How to "join" two different types of documents on the closest value of a common integer key

Mathemaphysics · May 11, 2023, 4:16pm

I have a problem. I've inherited legacy code for which ELK stack is now being used to capture and detect problems. Logstash + Filebeat are being used and an index template is being used to correctly map WGS84 points.

I have data that looks like this:

[
    "survey_item": {
        "geo": "POINT (-87.382741 38.411667)",
        "pos_index": 17382
    },
    "survey_item": {
        "geo": "POINT (-87.382738 38.411678)"
        "pos_index": 17470
    },
    ...
]

[
    "traj_pos": {
        "pos_index": 17488,
        "density": 0.38215
    },
    "traj_pos": {
        "pos_index": 17468,
        "density": 0.97231
    },
    ...
]

I have been trying to come up with a way to "join" traj_pos documents with survey_item documents on the pos_index field within Elasticsearch so I can plot them on a map as the field survey_item.geo colored according to traj_pos.density.

But as you can see from my sample data, any given pos_index value may not exist in both survey_item and traj_pos documents. So I'm looking to do a join to the closest value of pos_index. Is this possible via a query (in some language)?

I know this can be done with some python. I know how to do it. But I want the pipeline from Filebeat to Logstash to Elasticsearch to Kibana to stand alone without requiring manipulation if at all possible.

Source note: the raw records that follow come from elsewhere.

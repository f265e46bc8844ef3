//! HTTP protocol handling subsystem.
//!
//! # Data Flow
//! ```text
//! TCP/TLS connection
//!     → server.rs (Axum setup, relay handler)
//!     → routing (decode + validate target)
//!     → request.rs (request ID, outbound request)
//!     → upstream fetch
//!     → response.rs (copy status/headers, stream body)
//!     → Send to client
//! ```

pub mod request;
pub mod response;
pub mod server;

pub use request::RelayContext;
pub use server::{AppState, HttpServer, RelayError, ServerError};
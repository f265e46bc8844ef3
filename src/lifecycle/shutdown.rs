//! Shutdown coordination for the relay.

use tokio::sync::broadcast;

/// Coordinator for graceful shutdown.
///
/// Provides a broadcast channel that the serving loop subscribes to. Cloned
/// handles trigger the same signal.
#[derive(Debug, Clone)]
pub struct Shutdown {
    /// Broadcast channel sender.
    tx: broadcast::Sender<()>,
}

impl Shutdown {
    /// Create a new shutdown coordinator.
    pub fn new() -> Self {
        let (tx, _) = broadcast::channel(1);
        Self { tx }
    }

    /// Subscribe to the shutdown signal.
    pub fn subscribe(&self) -> broadcast::Receiver<()> {
        self.tx.subscribe()
    }

    /// Trigger the shutdown signal. Returns how many serving loops were told.
    pub fn trigger(&self) -> usize {
        match self.tx.send(()) {
            Ok(listening) => listening,
            Err(_) => {
                tracing::debug!("Shutdown triggered with no server running");
                0
            }
        }
    }
}

impl Default for Shutdown {
    fn default() -> Self {
        Self::new()
    }
}
//! Utility mode of the binary.

use std::process::Command;

use axum::http::Method;
use imgproxy::routing;

fn encode_with_binary(value: &str) -> String {
    let output = Command::new(env!("CARGO_BIN_EXE_imgproxy"))
        .args(["-u", value])
        .output()
        .unwrap();
    assert!(output.status.success());
    String::from_utf8(output.stdout).unwrap().trim_end().to_string()
}

#[test]
fn prints_encoding_and_exits() {
    assert_eq!(
        encode_with_binary("http://example.com"),
        "aHR0cDovL2V4YW1wbGUuY29t"
    );
}

#[test]
fn utility_output_round_trips_through_the_decoder() {
    // Already canonical, so the target must come back byte for byte.
    for url in [
        "http://example.com/",
        "https://example.com/a.png?w=1",
        "https://cdn.example.org:8443/x/y~z_",
        "http://127.0.0.1:8080/img/%20space.png#frag",
    ] {
        let encoded = encode_with_binary(url);
        let target = routing::resolve(&Method::GET, &format!("/{encoded}.png")).unwrap();
        assert_eq!(target.as_str(), url);
    }
}
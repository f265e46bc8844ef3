//! Request → target URL resolution.
//!
//! # Responsibilities
//! - Accept only `GET` and `HEAD`
//! - Refuse the index path
//! - Decode the embedded URL and allow only `http`/`https` targets

use std::fmt;

use axum::http::Method;
use url::Url;

use crate::routing::encoding::decode_segment;

/// Why an inbound request was refused.
///
/// Used for server-side logging only; every variant maps to the same
/// opaque 404 for the caller.
#[derive(Debug, thiserror::Error)]
pub enum RejectReason {
    #[error("unsupported method {0}")]
    UnsupportedMethod(Method),

    #[error("ignore index")]
    IndexPath,

    #[error("invalid base64 encoded data: {0}")]
    InvalidBase64(#[from] base64::DecodeError),

    #[error("decoded target is not valid UTF-8")]
    InvalidUtf8,

    #[error("invalid base64 encoded URL: {0}")]
    InvalidUrl(#[from] url::ParseError),

    #[error("unsupported url scheme {0}")]
    UnsupportedScheme(String),

    #[error("target URL has no host")]
    MissingHost,
}

/// An absolute `http` or `https` URL the relay is allowed to fetch.
#[derive(Debug, Clone, PartialEq, Eq)]
pub struct Target {
    url: Url,
}

impl Target {
    /// Parse decoded bytes as a target URL and apply the scheme policy.
    ///
    /// The URL is kept in WHATWG-normalised form (dot segments resolved,
    /// default port dropped, empty path becomes `/`). The upstream client
    /// would apply the same normalisation when sending.
    pub fn parse(bytes: &[u8]) -> Result<Self, RejectReason> {
        let raw = std::str::from_utf8(bytes).map_err(|_| RejectReason::InvalidUtf8)?;
        let url = Url::parse(raw)?;

        match url.scheme() {
            "http" | "https" => {}
            other => return Err(RejectReason::UnsupportedScheme(other.to_string())),
        }
        if url.host_str().is_none() {
            return Err(RejectReason::MissingHost);
        }

        Ok(Self { url })
    }

    pub fn url(&self) -> &Url {
        &self.url
    }

    pub fn as_str(&self) -> &str {
        self.url.as_str()
    }

    /// The `Host` header value the upstream should see: host plus any
    /// non-default port.
    pub fn authority(&self) -> String {
        // host_str is always Some here, checked in `parse`.
        let host = self.url.host_str().unwrap_or_default();
        match self.url.port() {
            Some(port) => format!("{host}:{port}"),
            None => host.to_string(),
        }
    }
}

impl fmt::Display for Target {
    fn fmt(&self, f: &mut fmt::Formatter<'_>) -> fmt::Result {
        f.write_str(self.url.as_str())
    }
}

/// Run the full inbound validation pipeline for one request.
pub fn resolve(method: &Method, path: &str) -> Result<Target, RejectReason> {
    if method != Method::GET && method != Method::HEAD {
        return Err(RejectReason::UnsupportedMethod(method.clone()));
    }
    if path == "/" {
        return Err(RejectReason::IndexPath);
    }

    let bytes = decode_segment(path)?;
    Target::parse(&bytes)
}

Alternatively, I could do some Logstash manipulation with the ruby filter to get what I want, but I'd rather find a way to do this that doesn't require setting the number of Logstash workers to 1 and forcing serial execution.

Mathemaphysics · May 26, 2023, 5:51pm

I'm getting the feeling there's no way to do this with Elasticsearch.

Christian_Dahlqvist · May 26, 2023, 6:15pm

The lack of responses likely indicate that is the case. I can personally not think of any way to do it.

Mathemaphysics · June 6, 2023, 9:27pm

Wouldn't an enrich pipeline work for this? This is almost exactly what I need for this, but there's no way to force the pipeline query to use the custom score I'm using because I don't know how to reference the search term within the script or pass it via params.

See the "???" in the script part below. I'm guessing access to the actual match_field value is hidden from this enrich/ingest pipeline interface.

The query works to find the points I need, and I'm using the ES Rust client library implementation to make this "join". I just wonder if I could do this entirely within the ingest pipeline mechanism.

PUT /_enrich/policy/add-geodata-policy
{
  "match": {
    "indices": "survey-data-XXXX-XX-XX",
    "match_field": "position_index",
    "enrich_fields": [
      "geo_point"
    ],
    "query": {
      "script_score": {
        "query": {
          "match_all": {}
        }
      },
      "script": {
        "source": "decayNumericLinear(???, params.scale, params.offset, params.decay, doc['position_index'].value)",
        "params": {
          "bucket_pos": 120004,
          "scale": 1,
          "offset": 0,
          "decay": 0.5
        }
      }
    }
  }
}

system · July 4, 2023, 9:28pm

This topic was automatically closed 28 days after the last reply. New replies are no longer allowed.